# Online Photo-to-canvas recommendations?



## Joe Nonety (19 Jul 2008)

I've some photos taken with my digital camera (10MP). I was wondering if anyone has some good experiences of using some of the online photo to canvas services, many of whom are on ebay and are about 1/3 the preice of Spectra or Aldi.
If so, I'd appreciate some recommendations.
Would a 28" by 20" canvas look OK or is there bound to be some pixelation?


----------



## z105 (20 Jul 2008)

I've used www.updone.com, good prices, great service, they are New York based but the product comes from China, I got 2 pics so far and had to pay VAT (no duty applicable) on oned, the other wasn't stopped by fedex in Dublin for some reason.
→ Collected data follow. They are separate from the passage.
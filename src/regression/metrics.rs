use serde::Serialize;

/// Root-mean-square error accumulator.
#[derive(Default)]
pub struct Rmse {
    error: f64,
    count: usize,
}

impl Rmse {
    pub fn push(&mut self, residual_error: f64) {
        self.error += residual_error * residual_error;
        self.count += 1;
    }

    #[must_use]
    pub fn average(&self) -> f64 {
        (self.error / self.count.max(1) as f64).sqrt()
    }

    fn sum_of_squares(&self) -> f64 {
        self.error
    }
}

/// Goodness of fit over the training set.
#[derive(Copy, Clone, Debug, Default, Serialize)]
pub struct Diagnostics {
    pub n_samples: usize,
    pub rmse: f64,

    /// Coefficient of determination, undefined when all the labels are equal.
    pub r_squared: Option<f64>,
}

impl Diagnostics {
    /// Takes `(prediction, label)` pairs.
    pub fn evaluate(pairs: impl IntoIterator<Item = (f64, f64)>) -> Self {
        let pairs: Vec<(f64, f64)> = pairs.into_iter().collect();
        let mean_label =
            pairs.iter().map(|(_, label)| label).sum::<f64>() / pairs.len().max(1) as f64;

        let mut residuals = Rmse::default();
        let mut deviations = Rmse::default();
        for (prediction, label) in &pairs {
            residuals.push(label - prediction);
            deviations.push(label - mean_label);
        }

        let total = deviations.sum_of_squares();
        let r_squared = (total > f64::EPSILON).then(|| 1.0 - residuals.sum_of_squares() / total);
        Self {
            n_samples: pairs.len(),
            rmse: residuals.average(),
            r_squared,
        }
    }
}

#[cfg(test)]
mod tests {
    use approx::assert_abs_diff_eq;

    use super::*;

    #[test]
    fn rmse_ok() {
        let mut rmse = Rmse::default();
        rmse.push(3.0);
        rmse.push(-4.0);
        assert_abs_diff_eq!(rmse.average(), 12.5_f64.sqrt());
    }

    #[test]
    fn rmse_empty_is_zero() {
        assert_eq!(Rmse::default().average(), 0.0);
    }

    #[test]
    fn perfect_fit_ok() {
        let diagnostics = Diagnostics::evaluate([(1.0, 1.0), (2.0, 2.0), (4.0, 4.0)]);
        assert_eq!(diagnostics.n_samples, 3);
        assert_abs_diff_eq!(diagnostics.rmse, 0.0);
        assert_abs_diff_eq!(diagnostics.r_squared.unwrap(), 1.0);
    }

    #[test]
    fn mean_predictor_has_zero_r_squared() {
        let diagnostics = Diagnostics::evaluate([(2.0, 1.0), (2.0, 3.0)]);
        assert_abs_diff_eq!(diagnostics.rmse, 1.0);
        assert_abs_diff_eq!(diagnostics.r_squared.unwrap(), 0.0);
    }

    #[test]
    fn constant_labels_have_no_r_squared() {
        let diagnostics = Diagnostics::evaluate([(1.0, 5.0), (5.0, 5.0)]);
        assert!(diagnostics.r_squared.is_none());
    }
}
You can track your shipment online.

I have a 5.1mp camera and got a 36" x 24" picture and it's excellent, you should not have a prob with pixelation with a 10mp camera on the size you are talking.


----------



## fredg (20 Jul 2008)

photobox.ie
v good.


----------



## chlc (22 Jul 2008)

I have just bought some HP A3 Canvas paper costing €4 a sheet , My printer cost €348 a 6 colour photo printer, If you are just doing a one off then maybe €70 for a 40cmX30cm is ok, but the cost and pleasure of doing your own is much lower maybe consider this as an alternative.


----------



## Lauren (22 Jul 2008)

How much are cartridge replacements for your printer and if you are printing full colour canvas, how often do they need to be replaced?


----------



## z105 (22 Jul 2008)

> photobox.ie
> v good.



V.expensive !

Photobox.ie - 80cm x 53.5 cm - €131.99 plus p&p (€11.00)

Updone.com - 80cm x 54 cm - USD 74.17 plus p&p (USD 11.87)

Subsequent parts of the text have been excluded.